The theory was/is that the language is not only important for the system level tasks, but also a good foundation for the UI, e.g. like Emacs is written in Emacs Lisp

So I think structured data (in the form of languages/protocols) in YSH is really the killer feature of Oils, that will hopefully bring many other people into the project, who can help with filling out the interactive features you mention, e.g. polishing completion.

I wrote FIVE posts about YSH in June: https://www.oilshell.org/blog/2023/06/release-0.16.0.html#so...

As mentioned in this post, the biggest risk is that we don't have enough help. All the technical pieces are there now, and the risks are about project management, not the code.

I appreciate everyone who contributed while the codebase was undergoing this big transformation to native code -- this was kind of risky and the most unusual part of the project, but I think it paid off!

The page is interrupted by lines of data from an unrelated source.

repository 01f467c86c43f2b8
pub mod module;
pub mod registry;
pub mod settings;

pub use module::{InitCtx, Migration, Module};
pub use registry::ModuleRegistry;
use super::error::BooksResult;
use super::models::NewBook;
use super::repository::BookRepository;

/// Result of a seeding pass.
#[derive(Debug, Clone, Copy, PartialEq, Eq)]
pub enum SeedOutcome {
    /// The catalog was empty and has been populated.
    Seeded { inserted: usize },
    /// Books already existed; nothing was written.
    AlreadySeeded { existing: i64 },
}

/// Books inserted into an empty catalog.
pub fn default_catalog() -> Vec<NewBook> {
    vec![
        NewBook::new(
            "Clean Code",
            "Robert C. Martin",
            Some("A handbook of agile software craftsmanship."),
        ),
        NewBook::new(
            "Fluent Python",
            "Luciano Ramalho",
            Some("Clear, practical guidance for Python developers."),
        ),
        NewBook::new(
            "Deep Learning",
            "Ian Goodfellow, Yoshua Bengio, Aaron Courville",
            Some("Comprehensive textbook on deep learning."),
        ),
    ]
}

/// Populate the catalog with [`default_catalog`] if it holds no books.
///
/// Safe to run on every startup. Two processes seeding the same empty file
/// at once can both insert.
pub async fn seed_books(repo: &BookRepository) -> BooksResult<SeedOutcome> {
    let existing = repo.count_books().await?;
    if existing > 0 {
        tracing::debug!(existing, "catalog already populated; skipping seed");
        return Ok(SeedOutcome::AlreadySeeded { existing });
    }

    let inserted = repo.insert_books(default_catalog()).await?.len();
    tracing::info!(inserted, "seeded empty catalog");
    Ok(SeedOutcome::Seeded { inserted })
}
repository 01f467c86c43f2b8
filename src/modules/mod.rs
pub mod books;

use folio_db::Database;
use folio_kernel::ModuleRegistry;

/// Register all project-specific modules with the registry
///
/// The first module registered is the one `/` redirects to.
pub fn register_all(registry: &mut ModuleRegistry, db: &Database) {
    registry.register(books::create_module(db.clone()));
}
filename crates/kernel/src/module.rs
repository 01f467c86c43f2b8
use async_trait::async_trait;
use axum::Router;

pub use folio_db::Migration;

/// Context provided to modules during initialization
pub struct InitCtx<'a> {
    pub settings: &'a crate::settings::Settings,
    pub db: &'a folio_db::Database,
}

/// Core module trait that all Folio modules must implement
#[async_trait]
pub trait Module: Sync + Send {
    /// Unique name for this module
    fn name(&self) -> &'static str;

    /// Initialize the module with the provided context
    /// Called during application startup before migrations
    async fn init(&self, _ctx: &InitCtx<'_>) -> anyhow::Result<()> {
        Ok(())
    }

    /// Return the Axum router for this module's routes
    /// Routes will be mounted under `/api/{module_name}`
    fn routes(&self) -> Router {
        Router::new()
    }

    /// Return OpenAPI specification fragment for this module as JSON
    /// Will be merged with other modules' specs
    fn openapi(&self) -> Option<serde_json::Value> {
        None
    }

    /// Return migrations contributed by this module
    /// Migrations are executed in the order returned
    fn migrations(&self) -> Vec<Migration> {
        vec![]
    }

    /// Called after migrations are complete, before the server accepts
    /// requests. Startup data (seeding) belongs here.
    async fn start(&self, _ctx: &InitCtx<'_>) -> anyhow::Result<()> {
        Ok(())
    }

    /// Stop the module and clean up resources
    /// Called during application shutdown
    async fn stop(&self) -> anyhow::Result<()> {
        Ok(())
    }
}
mod app;
mod cli;
mod config;
mod error;
mod ffmpeg;
mod invoke;
mod prompt;
mod resolve;
mod select;
mod timestamp;
mod util;

use clap::Parser;

fn main() {
    env_logger::init();
    let args = cli::Args::parse();
    if let Err(err) = app::run(args) {
        // Diagnostics were already printed at the failure site; this is the
        // single place the process picks an exit code.
        eprintln!("❌ songclip: {err}");
        std::process::exit(err.exit_code());
    }
}
use std::io::{self, BufRead, Write};

/// Line-input seam for everything interactive, so the selection state
/// machine and the filename resolver are testable without a terminal.
pub trait Prompter {
    /// Show `label` with `default` pre-rendered and read one trimmed line.
    /// End of input reads as an empty line (accept the default).
    fn ask(&mut self, label: &str, default: &str) -> io::Result<String>;
}

/// Real terminal prompter. The default is printed after the label, then the
/// carriage return puts the cursor back so anything typed overwrites it.
pub struct TermPrompter;

impl Prompter for TermPrompter {
    fn ask(&mut self, label: &str, default: &str) -> io::Result<String> {
        let mut stdout = io::stdout();
        write!(stdout, "{label}{default}\r{label}")?;
        stdout.flush()?;

        let mut line = String::new();
        io::stdin().lock().read_line(&mut line)?;
        Ok(line.trim().to_string())
    }
}

#[cfg(test)]
pub mod testing {
    use super::Prompter;
    use std::collections::VecDeque;
    use std::io;

    /// Feeds a fixed script of answers; records every label it was shown.
    pub struct ScriptedPrompter {
        answers: VecDeque<String>,
        pub labels: Vec<String>,
    }

    impl ScriptedPrompter {
        pub fn new<const N: usize>(answers: [&str; N]) -> Self {
            Self {
                answers: answers.iter().map(|s| s.to_string()).collect(),
                labels: Vec::new(),
            }
        }

        pub fn exhausted(&self) -> bool {
            self.answers.is_empty()
        }
    }

    impl Prompter for ScriptedPrompter {
        fn ask(&mut self, label: &str, _default: &str) -> io::Result<String> {
            self.labels.push(label.to_string());
            // Past the end of the script, keep answering "accept default".
            Ok(self.answers.pop_front().unwrap_or_default())
        }
    }
}
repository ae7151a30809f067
use clap::Parser;
use std::path::PathBuf;

/// ffmpeg arguments for looping a still cover over the trimmed audio.
pub const DEFAULT_FFARGS: &str = "-loop 1 -c:a aac -vcodec libx264 -pix_fmt yuv420p \
                                  -preset ultrafast -tune stillimage -shortest";

/// Share a song from Spotify/YouTube as a short album-art video clip
#[derive(Parser, Debug)]
#[command(author, version, about)]
pub struct Args {
    /// Song name or Spotify/YouTube link
    pub query: String,

    /// Directory to write finished clips to
    #[arg(short = 'd', long, default_value = ".")]
    pub dir: PathBuf,

    /// Output file path; overrides --dir
    #[arg(short = 'o', long)]
    pub out: Option<PathBuf>,

    /// Extra arguments passed to the downloader (whitespace-split)
    #[arg(
        long = "sdargs",
        default_value = "",
        value_name = "ARGS",
        allow_hyphen_values = true
    )]
    pub sdargs: String,

    /// Arguments passed to ffmpeg for clip composition (whitespace-split)
    #[arg(
        long = "ffargs",
        default_value = DEFAULT_FFARGS,
        value_name = "ARGS",
        allow_hyphen_values = true
    )]
    pub ffargs: String,

    /// Default clip start timestamp, [hh:mm:]ss
    #[arg(
        short = 's',
        long = "clip-start",
        default_value = "0",
        value_name = "TIMESTAMP"
    )]
    pub clip_start: String,

    /// Default clip end timestamp; prefix with + for relative to start, -1 for end of track
    #[arg(
        short = 'e',
        long = "clip-end",
        default_value = "+15",
        value_name = "TIMESTAMP",
        allow_hyphen_values = true
    )]
    pub clip_end: String,

    /// Use this image as the clip cover instead of the embedded album art
    #[arg(short = 'i', long)]
    pub image: Option<PathBuf>,

    /// Use the configured clip range without prompting
    #[arg(short = 'u', long = "use-defaults")]
    pub use_defaults: bool,

    /// Automatically confirm clip-range and overwrite prompts
    #[arg(short = 'y', long)]
    pub yes: bool,
}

(We also have big ideas for the interactive shell in the form of a headless protocol for GUIs, but again need help -- https://www.oilshell.org/blog/2023/06/release-0.16.0.html#he... )


Instead of going with the strained datatYpes and pYthon reasoning, perhaps you could just say that YSH(and I call it y shell in my head) is WHY you are doing all of this in the first place. The end goal so to speak.

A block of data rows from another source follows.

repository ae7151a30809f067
use crate::cli::Args;
use crate::error::AppError;
use crate::prompt::Prompter;
use crate::timestamp::{EndSpec, parse_timestamp};
use std::path::PathBuf;

/// Validated run parameters. Built once from the CLI arguments and never
/// mutated afterwards; every component receives it by reference.
#[derive(Debug, Clone)]
pub struct RunConfig {
    pub query: String,
    pub out_dir: PathBuf,
    pub out_file: Option<PathBuf>,
    pub downloader_args: Vec<String>,
    pub composer_args: Vec<String>,
    pub clip_start: u64,
    pub clip_end: EndSpec,
    pub cover_image: Option<PathBuf>,
    pub use_defaults: bool,
    pub assume_yes: bool,
}

impl RunConfig {
    /// Validate the argument combination before anything downstream runs.
    /// An existing explicit output file is confirmed here, once; declining
    /// aborts the whole run.
    pub fn from_args(args: Args, prompter: &mut dyn Prompter) -> Result<Self, AppError> {
        let clip_start = parse_timestamp(&args.clip_start, None, None).ok_or_else(|| {
            AppError::Validation(format!("invalid clip start `{}`", args.clip_start))
        })?;
        let clip_end = EndSpec::parse(&args.clip_end).ok_or_else(|| {
            AppError::Validation(format!("invalid clip end `{}`", args.clip_end))
        })?;
        if let EndSpec::Absolute(end) = clip_end {
            if end <= clip_start {
                return Err(AppError::Validation(format!(
                    "clip end ({end}) must lie after clip start ({clip_start})"
                )));
            }
        }

        if !args.dir.exists() {
            return Err(AppError::Validation(format!(
                "output directory {} does not exist",
                args.dir.display()
            )));
        }
        if !args.dir.is_dir() {
            return Err(AppError::Validation(format!(
                "{} is not a directory",
                args.dir.display()
            )));
        }

        if let Some(out) = &args.out {
            if out.is_dir() {
                return Err(AppError::Validation(format!(
                    "output file {} is a directory",
                    out.display()
                )));
            }
            if out.exists() && !args.yes {
                let answer = prompter.ask(
                    &format!("ℹ️ {} exists, overwrite? [y/N] ", out.display()),
                    "",
                )?;
                if !answer.eq_ignore_ascii_case("y") {
                    return Err(AppError::OverwriteDeclined);
                }
            }
        }

        if let Some(image) = &args.image {
            if !image.is_file() {
                return Err(AppError::Validation(format!(
                    "cover image {} does not exist or is not a file",
                    image.display()
                )));
            }
        }

        Ok(Self {
            query: args.query,
            out_dir: args.dir,
            out_file: args.out,
            downloader_args: split_extra_args(&args.sdargs),
            composer_args: split_extra_args(&args.ffargs),
            clip_start,
            clip_end,
            cover_image: args.image,
            use_defaults: args.use_defaults,
            assume_yes: args.yes,
        })
    }
}

/// Extra-argument strings are split on whitespace into an argv fragment;
/// they are handed to the child as discrete arguments, never to a shell.
fn split_extra_args(raw: &str) -> Vec<String> {
    raw.split_whitespace().map(str::to_string).collect()
}
use std::fmt;

/// Parse a user-submitted timestamp into whole seconds.
///
/// `text` follows `[hh:]mm:]ss` (e.g. `2:49`, `5:18:18`). A leading `+`
/// makes the value relative to `relative_to` (rejected when no base is
/// given). The sentinel `-1` resolves to `total_duration` ("to the end")
/// and is rejected when no duration is given. Returns `None` on any
/// malformed input.
pub fn parse_timestamp(
    text: &str,
    relative_to: Option<u64>,
    total_duration: Option<u64>,
) -> Option<u64> {
    if text == "-1" {
        return total_duration;
    }

    if let Some(rest) = text.strip_prefix('+') {
        let base = relative_to?;
        return parse_plain(rest).map(|s| base + s);
    }

    parse_plain(text)
}

/// `hh:mm:ss` segments mapped right-to-left with multipliers 1, 60, 3600.
/// At most three segments, each a bare non-negative integer.
fn parse_plain(text: &str) -> Option<u64> {
    const UNIT: [u64; 3] = [1, 60, 3600];

    let segments: Vec<&str> = text.split(':').collect();
    if segments.len() > 3 {
        return None;
    }

    let mut total = 0u64;
    for (segment, unit) in segments.iter().rev().zip(UNIT) {
        if segment.is_empty() || !segment.bytes().all(|b| b.is_ascii_digit()) {
            return None;
        }
        total += segment.parse::<u64>().ok()? * unit;
    }
    Some(total)
}

/// Clip end position as configured or entered, kept symbolic until the
/// track duration is known.
#[derive(Debug, Clone, Copy, PartialEq, Eq)]
pub enum EndSpec {
    /// The `-1` sentinel: extend to the end of the source audio.
    ToEnd,
    /// Absolute position in the source, in seconds.
    Absolute(u64),
    /// Offset from the clip start, in seconds.
    Relative(u64),
}

impl EndSpec {
    /// Syntax-only parse; no duration is needed (or consulted) here.
    pub fn parse(text: &str) -> Option<Self> {
        if text == "-1" {
            return Some(Self::ToEnd);
        }
        if let Some(rest) = text.strip_prefix('+') {
            return parse_plain(rest).map(Self::Relative);
        }
        parse_plain(text).map(Self::Absolute)
    }

    /// Resolve to an absolute second count for one concrete track.
    pub fn resolve(self, start: u64, duration: u64) -> u64 {
        match self {
            Self::ToEnd => duration,
            Self::Absolute(seconds) => seconds,
            Self::Relative(offset) => start + offset,
        }
    }

    pub fn is_relative(self) -> bool {
        matches!(self, Self::Relative(_))
    }
}

impl fmt::Display for EndSpec {
    fn fmt(&self, f: &mut fmt::Formatter<'_>) -> fmt::Result {
        match self {
            Self::ToEnd => write!(f, "-1"),
            Self::Absolute(seconds) => write!(f, "{seconds}"),
            Self::Relative(offset) => write!(f, "+{offset}"),
        }
    }
}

1) In the specific instance I hit when I wrote that comment I wanted a variant of `**/*(.Om)`, which gives me files sorted by mtime. I think I'd probably have ended up with a `find ... | xargs stat -c '%Y-%n' | sort -n | sed "s,^[0-9]\+-,,"` construct if I'd kept at it, but I'm sure there are some more reasonable ways I'm struggling to think of right now with my extended glob blinkers on.

2)

Yeah, I'd go the fish route if I had to do the work too ;) It is a huge step up from bash-completion, whilst still being easy to understand.

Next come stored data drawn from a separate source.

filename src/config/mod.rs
use config::{Config, Environment, File};
use serde::de::DeserializeOwned;
use serde::{Deserialize, Serialize};
use std::path::{Path, PathBuf};
use thiserror::Error;

pub mod catalog;
pub mod form;
pub mod validator;

pub use catalog::{ApiCatalog, EndpointConfig, FieldSchema, FieldType, HttpMethod};
pub use form::{
    ButtonType, Control, ControlKind, ControlOptions, FormConfig, FormGroup, InputType,
    OptionItem, ValidationBlock,
};

use crate::cli::Cli;
use validator::ValidationError;

/// Default settings file looked up next to the working directory.
pub const DEFAULT_CONFIG_FILE: &str = "formwire.toml";

const DEFAULT_USER_AGENT: &str = "formwire/0.1";

/// Errors raised while turning YAML text into a typed configuration.
#[derive(Debug, Error)]
pub enum LoadError {
    #[error("Failed to read {path}: {source}")]
    Io {
        path: PathBuf,
        #[source]
        source: std::io::Error,
    },

    #[error("Invalid YAML: {0}")]
    Yaml(#[from] serde_yaml::Error),

    #[error("YAML document is empty")]
    Empty,

    #[error("Configuration validation failed:\n{}", join_errors(.0))]
    Invalid(Vec<ValidationError>),
}

fn join_errors(errors: &[ValidationError]) -> String {
    errors
        .iter()
        .map(|e| e.to_string())
        .collect::<Vec<_>>()
        .join("\n")
}

/// Parse raw YAML text into a generic tree.
///
/// A document that is empty or consists only of `null` is rejected, since
/// neither a form schema nor a catalog can be built from it.
pub fn parse_yaml(text: &str) -> Result<serde_yaml::Value, LoadError> {
    let value: serde_yaml::Value = serde_yaml::from_str(text)?;
    if value.is_null() {
        return Err(LoadError::Empty);
    }
    Ok(value)
}

/// Parse YAML text and deserialize the tree into `T`.
pub fn load_yaml<T: DeserializeOwned>(text: &str) -> Result<T, LoadError> {
    let tree = parse_yaml(text)?;
    Ok(serde_yaml::from_value(tree)?)
}

/// Read a YAML document from disk.
pub fn read_document(path: &Path) -> Result<String, LoadError> {
    std::fs::read_to_string(path).map_err(|source| LoadError::Io {
        path: path.to_path_buf(),
        source,
    })
}

/// Settings for the `formwire` developer binary.
///
/// Only the command-line harness loads these. Library users configure
/// [`crate::adapters::api_service::ApiService`] directly through its
/// builder methods; no file or environment variable is consulted.
#[derive(Debug, Clone, Default, Deserialize, Serialize)]
pub struct Settings {
    #[serde(default)]
    pub http: HttpSettings,
}

#[derive(Debug, Clone, Deserialize, Serialize)]
pub struct HttpSettings {
    /// Prefix joined to relative endpoint URLs
    #[serde(default, skip_serializing_if = "Option::is_none")]
    pub base_url: Option<String>,
    #[serde(default = "default_user_agent")]
    pub user_agent: String,
    /// Bearer token installed on the service at startup
    #[serde(default, skip_serializing_if = "Option::is_none")]
    pub token: Option<String>,
}

impl Default for HttpSettings {
    fn default() -> Self {
        Self {
            base_url: None,
            user_agent: default_user_agent(),
            token: None,
        }
    }
}

fn default_user_agent() -> String {
    DEFAULT_USER_AGENT.to_string()
}

impl Settings {
    /// Load settings from `formwire.toml` in the working directory.
    pub fn new() -> Result<Self, anyhow::Error> {
        Self::from_path(Path::new(DEFAULT_CONFIG_FILE))
    }

    /// Load settings from a file (optional) plus `FORMWIRE__*` environment
    /// overrides, e.g. `FORMWIRE__HTTP__BASE_URL`.
    pub fn from_path(path: &Path) -> Result<Self, anyhow::Error> {
        let s = Config::builder()
            .add_source(File::from(path.to_path_buf()).required(false))
            .add_source(Environment::with_prefix("FORMWIRE").separator("__"))
            .set_default("http.user_agent", DEFAULT_USER_AGENT)?
            .build()?;

        let settings: Settings = s.try_deserialize()?;
        Ok(settings)
    }

    /// Create settings from CLI arguments (config file, env, then CLI overrides)
    pub fn new_with_cli(cli: &Cli) -> Result<Self, anyhow::Error> {
        let mut settings = Self::from_path(&cli.config)?;
        settings.apply_cli_overrides(cli);
        Ok(settings)
    }

    fn apply_cli_overrides(&mut self, cli: &Cli) {
        if let Some(base_url) = &cli.base_url {
            self.http.base_url = Some(base_url.clone());
        }
        if let Some(token) = &cli.token {
            self.http.token = Some(token.clone());
        }
    }
}
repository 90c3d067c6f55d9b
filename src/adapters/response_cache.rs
use serde_json::Value;
use std::collections::HashMap;
use std::sync::Arc;
use tokio::sync::RwLock;

use crate::domain::ApiResult;

/// Memoized GET results, keyed by endpoint name and payload.
///
/// Unbounded and never expires; entries live as long as the owning service.
#[derive(Clone)]
pub struct ResponseCache {
    entries: Arc<RwLock<HashMap<String, ApiResult>>>,
}

impl ResponseCache {
    pub fn new() -> Self {
        Self {
            entries: Arc::new(RwLock::new(HashMap::new())),
        }
    }

    /// `"<endpoint>:<payload JSON>"`. Object keys serialize sorted, so
    /// JSON-identical payloads share a key.
    pub fn key(endpoint: &str, payload: &Value) -> String {
        format!("{}:{}", endpoint, serde_json::to_string(payload).unwrap_or_default())
    }

    pub async fn get(&self, key: &str) -> Option<ApiResult> {
        let entries = self.entries.read().await;
        entries.get(key).cloned()
    }

    pub async fn set(&self, key: String, result: ApiResult) {
        let mut entries = self.entries.write().await;
        entries.insert(key, result);
    }

    pub async fn remove(&self, key: &str) -> Option<ApiResult> {
        let mut entries = self.entries.write().await;
        entries.remove(key)
    }

    pub async fn len(&self) -> usize {
        self.entries.read().await.len()
    }

    pub async fn is_empty(&self) -> bool {
        self.entries.read().await.is_empty()
    }

    pub async fn clear(&self) {
        let mut entries = self.entries.write().await;
        entries.clear();
    }
}

impl Default for ResponseCache {
    fn default() -> Self {
        Self::new()
    }
}

#[cfg(test)]
mod tests {
    use super::*;
    use serde_json::json;

    #[test]
    fn test_key_ignores_member_order() {
        let a = json!({ "id": 1, "name": "x" });
        let b: Value = serde_json::from_str(r#"{"name":"x","id":1}"#).unwrap();
        assert_eq!(ResponseCache::key("getUser", &a), ResponseCache::key("getUser", &b));
        assert_eq!(ResponseCache::key("getUser", &json!({})), "getUser:{}");
        assert_ne!(ResponseCache::key("getUser", &a), ResponseCache::key("listUsers", &a));
    }

    #[tokio::test]
    async fn test_set_get_clear() {
        let cache = ResponseCache::new();
        assert!(cache.is_empty().await);

        cache.set("k".to_string(), ApiResult::ok(json!({ "a": 1 }), 200)).await;
        assert_eq!(cache.get("k").await.unwrap().status, Some(200));
        assert_eq!(cache.len().await, 1);

        // Clones share storage
        let shared = cache.clone();
        shared.clear().await;
        assert!(cache.get("k").await.is_none());
    }
}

zsh's completion is unbelievably powerful, but also exceedingly complex once you move beyond basic file completion. Anything beyond even the most basic example tends to be littered with other zsh-isms too(said with the love of someone who submits such monstrosities to projects on a semi-regular basis).

[Edit: I just spotted a patch I submitted to bash-completion almost twenty years ago², I've been chasing this "perfect tooling" tail for a long time.]

3)

zsh allows fully customisable interactions by defining custom widgets within ZLE¹. Like many things with zsh they're super powerful once you work your way through the learning curve.

I have added a few `$if oil` blocks to my ~/.inputrc to workaround a few of the edit sequences I like to have available, but beyond the built-in readline functions and basic mappings readline feels quite limited to someone accustomed to zle. I'd just have to get used to some of the other functionality needing to be external tooling, and extracting things out of the shell would probably make a lot of sense anyway.

--

Also -- if you made it this far -- let me reiterate how much I appreciate the work you're doing. I've learnt heaps reading through both your posts in the blog and your comments here!